My post on the Shiller PE10 ratio calculated using Shadowstats’ alternate to the BLS CPI generated some great discussion about the various flaws in the market-level PE and PE10 – using BLS CPI or Shadowstats’ CPI – ratios. Brett Arends’s WSJ.com ROI blog has a timely post Why Stocks Still Aren’t Cheap examining other measures of stock market valuation. Says Arends:
There’s no one perfect guide to whether the market is cheap or not, but here are a few measures that may give you pause.
Take the so-called “Cyclically-Adjusted Price-to-Earnings” ratio, which compares share prices, not simply with one year’s profits, but with average earnings across an economic cycle of about 10 years. (This CAPE is often known as the “Shiller PE” after Yale economics professor Robert Shiller, one of its leading proponents.)
The CAPE has been a pretty good guide for investors over a very long period of time. It told you, correctly, to get out of stocks in the late 1920s, the mid-1960s, and the bubble a decade ago. It told you to buy aggressively after the second world war, and in the “death of equities” period of the 1970s and early eighties.
Over the past century or so, the stock market has, on average, been about 16 times cyclically-adjusted earnings. Today, it’s about 20 times. Make of it what you will. But it’s not cheap.
Or take the lesser-known “Tobin’s q.” A calculation, named for the late economist James Tobin, that compares stock prices with the replacement cost of company assets. It has a very similar track record to the Shiller PE.
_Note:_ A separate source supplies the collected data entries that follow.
impl<'text> Parser<'text> {
    /// `buf` must be nul-terminated.
    pub fn new(buf: &'text str) -> Parser<'text> {
        Parser {
            lexer: Lexer::new(buf),
            vars: Vars::new(),
            path_buf: String::with_capacity(64),
        }
    }

    pub fn format_parse_error(&self, filename: &Path, err: crate::lexer::ParseError) -> String {
        self.lexer.format_parse_error(filename, err)
    }

    pub fn read(&mut self) -> ParseResult<Option<Statement<'text>>> {
        loop {
            match self.lexer.peek() {
                '\0' => return Ok(None),
                '\n' | '\r' => self.lexer.next(),
                '#' => self.skip_comment()?,
                ' ' | '\t' => return self.lexer.parse_error("unexpected whitespace"),
                _ => {
                    let ident = self.read_ident()?;
                    self.lexer.skip_spaces();
                    match ident {
                        "rule" => return Ok(Some(Statement::Rule(self.read_rule()?))),
                        "build" => return Ok(Some(Statement::Build(self.read_build()?))),
                        "alias" => return Ok(Some(Statement::Alias(self.read_alias()?))),
                        "directory" => {
                            let dirs = self.read_path_list()?;
                            return Ok(Some(Statement::Directory(dirs)));
                        }
                        "default" => {
                            let defaults = self.read_path_list()?;
                            return Ok(Some(Statement::Default(defaults)));
                        }
                        "scan" => return Ok(Some(Statement::Scan(self.read_scan()?))),
                        ident => {
                            let val = self.read_vardef()?.evaluate(&[&self.vars]);
                            self.vars.insert(ident, val);
                        }
                    }
                }
            }
        }
    }

    fn expect_eol(&mut self) -> ParseResult<()> {
        self.lexer.skip_spaces();
        self.lexer.skip('\r');
        self.lexer.expect('\n')
    }

    fn read_vardef(&mut self) -> ParseResult<EvalString<&'text str>> {
        self.lexer.skip_spaces();
        self.lexer.expect('=')?;
        self.lexer.skip_spaces();
        self.read_eval()
    }

    /// Read the indented bindings following a rule/build/alias line.
    fn read_scoped_vars(&mut self) -> ParseResult<LazyVars> {
        let mut vars = LazyVars::new();
        while matches!(self.lexer.peek(), ' ' | '\t') {
            self.lexer.skip_spaces();
            match self.lexer.peek() {
                '\n' | '\r' => {
                    self.expect_eol()?;
                    continue;
                }
                '#' => {
                    self.skip_comment()?;
                    continue;
                }
                _ => {}
            }
            let name = self.read_ident()?;
            self.lexer.skip_spaces();
            let val = self.read_vardef()?;
            vars.insert(name.to_owned(), val.into_owned());
        }
        Ok(vars)
    }

    fn read_rule(&mut self) -> ParseResult<Rule<'text>> {
        let name = self.read_ident()?;
        self.expect_eol()?;
        let vars = self.read_scoped_vars()?;
        Ok(Rule { name, vars })
    }

    fn read_paths_to(&mut self, v: &mut Vec<String>) -> ParseResult<()> {
        self.lexer.skip_spaces();
        while let Some(path) = self.read_path()? {
            v.push(path);
            self.lexer.skip_spaces();
        }
        Ok(())
    }

    fn read_build(&mut self) -> ParseResult<Build<'text>> {
        let line = self.lexer.line;
        let mut outs = Vec::new();
        self.read_paths_to(&mut outs)?;
        let out = match outs.len() {
            1 => outs.remove(0),
            0 => return self.lexer.parse_error("expected output path"),
            _ => return self.lexer.parse_error("a build has exactly one output"),
        };

        self.lexer.expect(':')?;
        self.lexer.skip_spaces();
        let rule = self.read_ident()?;

        let mut ins = Vec::new();
        self.read_paths_to(&mut ins)?;

        let mut implicit = Vec::new();
        if self.lexer.peek() == '|' {
            self.lexer.next();
            if self.lexer.peek() == '|' {
                self.lexer.back();
            } else {
                self.read_paths_to(&mut implicit)?;
            }
        }

        let mut order_only = Vec::new();
        if self.lexer.peek() == '|' {
            self.lexer.next();
            self.lexer.expect('|')?;
            self.read_paths_to(&mut order_only)?;
        }

        self.expect_eol()?;
        let vars = self.read_scoped_vars()?;
        Ok(Build {
            rule,
            line,
            out,
            ins,
            implicit,
            order_only,
            vars,
        })
    }

    fn read_alias(&mut self) -> ParseResult<Alias> {
        let line = self.lexer.line;
        let name = match self.read_path()? {
            Some(name) => name,
            None => return self.lexer.parse_error("expected alias name"),
        };
        self.lexer.skip_spaces();
        self.lexer.expect(':')?;
        let mut ins = Vec::new();
        self.read_paths_to(&mut ins)?;
        self.expect_eol()?;
        let vars = self.read_scoped_vars()?;
        Ok(Alias {
            line,
            name,
            ins,
            vars,
        })
    }

    fn read_path_list(&mut self) -> ParseResult<Vec<String>> {
        let mut paths = Vec::new();
        self.read_paths_to(&mut paths)?;
        if paths.is_empty() {
            return self.lexer.parse_error("expected path");
        }
        self.expect_eol()?;
        Ok(paths)
    }

    fn read_scan(&mut self) -> ParseResult<Scan<'text>> {
        let suffix = self.read_ident()?;
        self.lexer.skip_spaces();
        let nested = if self.lexer.peek() == '=' {
            None
        } else {
            let nested = self.read_ident()?;
            self.lexer.skip_spaces();
            Some(nested)
        };
        self.lexer.expect('=')?;
        self.lexer.skip_spaces();
        let scanner = self.read_ident()?;
        self.expect_eol()?;
        Ok(Scan {
            suffix,
            nested,
            scanner,
        })
    }

    fn skip_comment(&mut self) -> ParseResult<()> {
        loop {
            match self.lexer.read() {
                '\0' => return Ok(()),
                '\n' => return Ok(()),
                _ => {}
            }
        }
    }

    fn read_ident(&mut self) -> ParseResult<&'text str> {
        let start = self.lexer.ofs;
        while is_ident_char(self.lexer.peek()) {
            self.lexer.next();
        }
        let end = self.lexer.ofs;
        if end == start {
            return self.lexer.parse_error("failed to scan ident");
        }
        Ok(self.lexer.slice(start, end))
    }

    fn read_eval(&mut self) -> ParseResult<EvalString<&'text str>> {
        let mut parts = Vec::with_capacity(1);
        let mut ofs = self.lexer.ofs;
        loop {
            match self.lexer.peek() {
                '\0' => return self.lexer.parse_error("unexpected EOF"),
                '\n' => break,
                '\r' if self.lexer.peek_newline() => break,
                '$' => {
                    let end = self.lexer.ofs;
                    if end > ofs {
                        parts.push(EvalPart::Literal(self.lexer.slice(ofs, end)));
                    }
                    self.lexer.next();
                    parts.push(self.read_escape()?);
                    ofs = self.lexer.ofs;
                }
                _ => self.lexer.next(),
            }
        }
        let end = self.lexer.ofs;
        if end > ofs {
            parts.push(EvalPart::Literal(self.lexer.slice(ofs, end)));
        }
        self.expect_eol()?;
        Ok(EvalString::new(parts))
    }

    fn read_path(&mut self) -> ParseResult<Option<String>> {
        self.path_buf.clear();
        loop {
            let c = self.lexer.peek();
            if is_path_char(c) {
                self.path_buf.push(c);
                self.lexer.next();
                continue;
            }
            match c {
                '\0' => return self.lexer.parse_error("unexpected EOF"),
                '$' => {
                    self.lexer.next();
                    match self.read_escape()? {
                        EvalPart::Literal(l) => self.path_buf.push_str(l),
                        EvalPart::VarRef(v) => {
                            if let Some(v) = self.vars.get(v) {
                                self.path_buf.push_str(v);
                            }
                        }
                    }
                }
                ':' | '|' | ' ' | '\t' | '\n' | '\r' => break,
                c => return self.lexer.parse_error(format!("unexpected character {:?}", c)),
            }
        }
        if self.path_buf.is_empty() {
            return Ok(None);
        }
        Ok(Some(self.path_buf.clone()))
    }

    /// Read what follows a `$`.
    fn read_escape(&mut self) -> ParseResult<EvalPart<&'text str>> {
        Ok(match self.lexer.peek() {
            '\n' => {
                self.lexer.next();
                self.lexer.skip_spaces();
                EvalPart::Literal(self.lexer.slice(0, 0))
            }
            ' ' | '$' | ':' => {
                self.lexer.next();
                EvalPart::Literal(self.lexer.slice(self.lexer.ofs - 1, self.lexer.ofs))
            }
            '{' => {
                self.lexer.next();
                let start = self.lexer.ofs;
                loop {
                    match self.lexer.read() {
                        '\0' => return self.lexer.parse_error("unexpected EOF"),
                        '}' => break,
                        _ => {}
                    }
                }
                let end = self.lexer.ofs - 1;
                EvalPart::VarRef(self.lexer.slice(start, end))
            }
            _ => {
                let start = self.lexer.ofs;
                while is_varname_char(self.lexer.peek()) {
                    self.lexer.next();
                }
                if self.lexer.ofs == start {
                    return self.lexer.parse_error("bad $-escape (literal $ must be written as $$)");
                }
                EvalPart::VarRef(self.lexer.slice(start, self.lexer.ofs))
            }
        })
    }
}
The q on the market is about 1 today, says economic consultant Andrew Smithers. The historic average is just 0.64. By this measure, the market would have to fall a third just to reach its average. Again: This is cheap?
Or take another measure, “price to sales.” This compares stock prices to corporate revenues, rather than earnings. The rationale is that sales tend to be less volatile from year to year. This data, from FactSet, goes back to 1984. By this measure, shares certainly look a lot cheaper than they were in 2000 or 2007. But they are still much higher than they were before the bubble began in 1995. Ominously, they are higher today than they were just before the crash of 1987.
Still hungry for more? Consider another measure, “enterprise value to EBITDA.” This compares the value of all company stocks and debts with earnings before interest, taxes, depreciation and amortization–a key measure of operating cashflow. Many companies recently have been levering themselves up, borrowing more in the bond market. But all shares and bonds must, ultimately, be supported by cashflows. By this measure, share prices are still way above levels seen prior to the last 13 years.
Finally, you could try comparing the market value of equities with total U.S. gross domestic product. Once again, that’s been a reasonable guide to some of the great buying and selling opportunities of the past. Data from Ned Davis Research show that U.S. stocks are valued at about 85% of GDP today. The historic average, says Ned Davis Research, has been about 60%.
None of these measures is conclusive. None is perfect on its own. And, critically, none is any kind of guide to short-term movements. The market could jump 1,000 points next year just as easily as it could fall 1,000 points.
Jeff Miller weighs in at A Dash of Insight with a critique of the Shiller PE10 as an alternative to forward earnings estimates:
There is a constant drumbeat of criticism about market valuation using forward earnings. The most common criticism, that estimates are too optimistic, is open to challenge. If the estimates are too high, why is the beat rate consistently in the 65% range?
The fans of the Shiller 10-year past earnings method take pride in having solid data. Then they make a wild guess about whether the trend will continue. Those praising this method point to a few notable successes, mostly times when P/E ratios were very low since interest rates were very high.
Those interested in forward earnings are taking the aggregate work of dozens of specialists. If you think they are a little high, you can feel free to add an error range. If you do so, you should look at past data — especially that of recent years.
These points are blindingly obvious, yet widely ignored.
Here is an offer for anyone who thinks that using ten years of past data is the best method: Send me an email and I’ll show you how to enter a nice football pool. The smart money will welcome you and Dr. Shiller.
I prefer Arends’s conclusion:
One should usually give stocks some benefit of the doubt. After all, over the long term they have produced better returns on average than other assets. From that it follows that they have generally been undervalued in the past.
So maybe today stocks are very expensive. Or maybe they’re just no great bargain. But it is almost impossible to argue that they are very cheap. If this were a great contrarian moment to buy stocks, they’d be very cheap.